With the backing of minor parties and independents, Labor won the vote to keep parliament open and two further votes before the three missing MPs (all ministers) were located and returned to parliament in a hurry. It was a stunt and an ambush, but showed the precarious position of a government that, minus the speaker, has 75 votes in a 150-seat parliament.

For Labor it also, momentarily, took the focus off senator Sam Dastyari, who was in the news for getting a businessman linked to the Chinese government to pay a $1,670 (€1,125) bill for him when he overspent on travel entitlements. He also previously got another Chinese donor to cover a $5,000 legal bill for him.

Turnbull suggested the handouts to Dastyari were about buying influence. “Is the Labor party’s foreign policy for sale, was this cash for comment?” he asked. Dastyari said Turnbull’s comments were “disgraceful and offensive”.

The most touching moment of the week was when new Labor MP Linda Burney, the first Aboriginal woman elected to the lower house, pointed out that for the first 10 years of her life Australia knew how many sheep it had, but not how many Aboriginals. (Indigenous Australians were not counted in censuses before 1967).

The most bizarre moment was when former prime minister Tony Abbott visited the far right One Nation leader Pauline Hanson for a chat and held an excruciating joint press conference with her afterwards. Hanson has previously blamed Abbott for her being jailed for electoral fraud in 2003 (she was exonerated and released after 11 weeks), but the Liberal-National government needs the backing of nine crossbenchers to get legislation through the senate, so One Nation's four seats are crucial and deals will be done.
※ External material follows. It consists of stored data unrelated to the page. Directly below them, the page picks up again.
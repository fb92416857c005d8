//! Filter settings and the active class set derived from them.

use std::collections::BTreeSet;
use std::fmt;

use serde::{Deserialize, Serialize};

use crate::error::{CaptionError, Result};

/// Which strategy renders captions.
#[derive(Debug, Clone, Copy, PartialEq, Eq, Default, Serialize, Deserialize)]
#[serde(rename_all = "snake_case")]
pub enum CaptionMode {
    /// Leave the markup alone and attach the client library that mutates the DOM.
    #[serde(alias = "with_js")]
    WithScript,
    /// Rewrite `<img>` tags in the markup itself.
    #[default]
    #[serde(alias = "without_js")]
    WithoutScript,
}

impl CaptionMode {
    pub fn as_str(self) -> &'static str {
        match self {
            CaptionMode::WithScript => "with_script",
            CaptionMode::WithoutScript => "without_script",
        }
    }
}

/// The two options the filter recognises.
#[derive(Debug, Clone, PartialEq, Eq, Serialize, Deserialize)]
pub struct FilterSettings {
    #[serde(default, alias = "javascript_status")]
    pub mode: CaptionMode,
    /// Whitespace separated class tokens; required for `without_script`.
    #[serde(default = "default_classes")]
    pub classes: String,
}

impl Default for FilterSettings {
    fn default() -> Self {
        Self {
            mode: CaptionMode::default(),
            classes: default_classes(),
        }
    }
}

fn default_classes() -> String {
    "caption".to_string()
}

impl FilterSettings {
    /// Parses settings from a JSON object. Missing keys fall back to the defaults.
    pub fn from_json(input: &str) -> Result<Self> {
        Ok(serde_json::from_str(input)?)
    }

    /// Parses `classes` into an [`ActiveClasses`] set.
    ///
    /// Fails when the markup rewriter would have nothing to look for.
    pub fn active_classes(&self) -> Result<ActiveClasses> {
        let active = ActiveClasses::parse(&self.classes);
        if active.is_empty() && self.mode == CaptionMode::WithoutScript {
            return Err(CaptionError::MissingClasses);
        }
        Ok(active)
    }
}

/// Class tokens that mark an image as caption-eligible.
#[derive(Debug, Clone, Default, PartialEq, Eq)]
pub struct ActiveClasses(BTreeSet<String>);

impl ActiveClasses {
    /// Splits on any run of whitespace, dropping empty tokens.
    pub fn parse(classes: &str) -> Self {
        Self(classes.split_whitespace().map(str::to_owned).collect())
    }

    pub fn is_empty(&self) -> bool {
        self.0.is_empty()
    }

    pub fn contains(&self, token: &str) -> bool {
        self.0.contains(token)
    }

    /// True when at least one of `tokens` is active.
    pub fn intersects<'a, I>(&self, tokens: I) -> bool
    where
        I: IntoIterator<Item = &'a str>,
    {
        tokens.into_iter().any(|token| self.contains(token))
    }

    pub fn iter(&self) -> impl Iterator<Item = &str> {
        self.0.iter().map(String::as_str)
    }
}

impl<S: Into<String>> FromIterator<S> for ActiveClasses {
    fn from_iter<I: IntoIterator<Item = S>>(iter: I) -> Self {
        Self(iter.into_iter().map(Into::into).collect())
    }
}

impl fmt::Display for ActiveClasses {
    fn fmt(&self, f: &mut fmt::Formatter<'_>) -> fmt::Result {
        for (idx, class) in self.iter().enumerate() {
            if idx > 0 {
                f.write_str(" ")?;
            }
            f.write_str(class)?;
        }
        Ok(())
    }
}
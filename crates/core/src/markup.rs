//! Tag scanner and rewriter: wraps qualifying `<img>` tags of an HTML text in
//! `<figure>`/`<figcaption>` markup.

use std::borrow::Cow;
use std::sync::LazyLock;

use html_escape::encode_double_quoted_attribute;
use log::{debug, trace};
use regex::{Captures, Regex};

use crate::attributes::{ImageAttributes, MarkupTag, parse_px};
use crate::config::ActiveClasses;
use crate::descriptor::{
    Alignment, CaptionedImage, FigureBuilder, Px, Qualified, caption_html, decode_title, qualify,
};

// `<img`, then unquoted characters or whole quoted values, up to the first `>` outside quotes.
// A quoted value may hold `<` unless it starts another tag, so an unterminated quote stops
// at the next real tag.
static IMG_TAG_RE: LazyLock<Regex> = LazyLock::new(|| {
    Regex::new(
        r#"(?i)<img\b(?:[^>"']|"(?:[^"<]|<+[^a-z/!?"<])*<*"|'(?:[^'<]|<+[^a-z/!?'<])*<*')*>"#,
    )
        .expect("IMG_TAG_RE: hardcoded regex is valid")
});

/// Rewrites every qualifying `<img>` tag in `html`.
///
/// Tags are matched against the original text in order of appearance; everything that is
/// not a qualifying tag is copied through untouched. Returns the input borrowed when no tag
/// matched at all.
pub fn rewrite<'a>(html: &'a str, active: &ActiveClasses) -> Cow<'a, str> {
    if active.is_empty() {
        return Cow::Borrowed(html);
    }

    let figure = MarkupFigure;
    let mut wrapped = 0usize;
    let output = IMG_TAG_RE.replace_all(html, |caps: &Captures<'_>| {
        let raw = &caps[0];
        match rewrite_tag(raw, active, &figure) {
            Some(replacement) => {
                wrapped += 1;
                replacement
            }
            None => raw.to_string(),
        }
    });

    if wrapped > 0 {
        debug!("wrapped {wrapped} captioned image(s) in markup");
    }

    output
}

fn rewrite_tag(raw: &str, active: &ActiveClasses, figure: &MarkupFigure) -> Option<String> {
    let tag = MarkupTag::parse(raw);
    let qualified = qualify(&tag, active)?;
    let captioned = describe(&tag, qualified);
    trace!("captioning {raw}");

    let image = tag.without_attribute("class").into_owned();
    Some(figure.build(image, &captioned))
}

/// Builds the descriptor for a qualified markup image: decoded title, width, float.
pub(crate) fn describe<A>(attrs: &A, qualified: Qualified) -> CaptionedImage
where
    A: ImageAttributes + ?Sized,
{
    let mut captioned = CaptionedImage::new(qualified.classes, decode_title(&qualified.title));
    captioned.width = markup_width(attrs);
    captioned.alignment = attrs
        .style_property("float")
        .map(|value| {
            let token: String = value
                .chars()
                .take_while(|c| c.is_alphanumeric() || *c == '_')
                .collect();
            Alignment::from_float(&token)
        })
        .unwrap_or_default();
    captioned
}

/// `width:<N>px` from the inline style, else a numeric `width` attribute.
fn markup_width<A>(attrs: &A) -> Option<Px>
where
    A: ImageAttributes + ?Sized,
{
    if let Some(width) = attrs.style_property("width").as_deref().and_then(parse_px) {
        return Some(Px(width));
    }

    let width = attrs.attribute("width")?;
    let width = width.trim();
    if width.is_empty() || !width.bytes().all(|b| b.is_ascii_digit()) {
        return None;
    }
    width.parse().ok().map(Px)
}

/// Serialises the figure wrapper as markup.
#[derive(Debug, Clone, Copy, Default)]
pub struct MarkupFigure;

impl MarkupFigure {
    /// Opening `<figure>` tag carrying the image's classes and forwarded style.
    pub fn open(&self, captioned: &CaptionedImage) -> String {
        let mut style = String::from("display:block;");
        if let Some(width) = captioned.width {
            style.push_str(&format!("width:{width};"));
        }
        if let Alignment::Float(token) = &captioned.alignment {
            style.push_str(&format!("float:{token};"));
        }

        format!(
            r#"<figure class="{}" style="{}">"#,
            encode_double_quoted_attribute(&captioned.classes.join(" ")),
            encode_double_quoted_attribute(&style),
        )
    }

    /// The caption element followed by the closing `</figure>`.
    pub fn close(&self, captioned: &CaptionedImage) -> String {
        format!(
            r#"<figcaption class="caption" style="display:block;">{}</figcaption></figure>"#,
            caption_html(&captioned.caption),
        )
    }
}

impl FigureBuilder for MarkupFigure {
    type Image = String;
    type Output = String;

    fn build(&self, image: String, captioned: &CaptionedImage) -> String {
        let mut out = self.open(captioned);
        out.push_str(&image);
        out.push_str(&self.close(captioned));
        out
    }
}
Exactly what kind of deals will be under careful scrutiny. One of Hanson's colleagues, Malcolm Roberts, is not just a climate change denier; he is the leader of a climate change denial advocacy group called the Galileo Movement.

In 2011, Roberts wrote a letter to then Labor prime minister Julia Gillard demanding she sign a contract exempting him from the carbon tax. He signed the letter as "Malcolm-Ieuan: Roberts., the living soul". This is a style of nomenclature used by the extreme right-wing sovereign citizen movement, which believes the use of punctuation is a way of avoiding consent to identities – birth certificates, passports and licenses – controlled by governments.

Roberts, who refuses to do interviews that are not live on radio or TV as he thinks his words will be distorted, denies he is a sovereign citizen. But with friends like him, the Liberal-National coalition hardly needs its enemies. It’s going to be an interesting three years.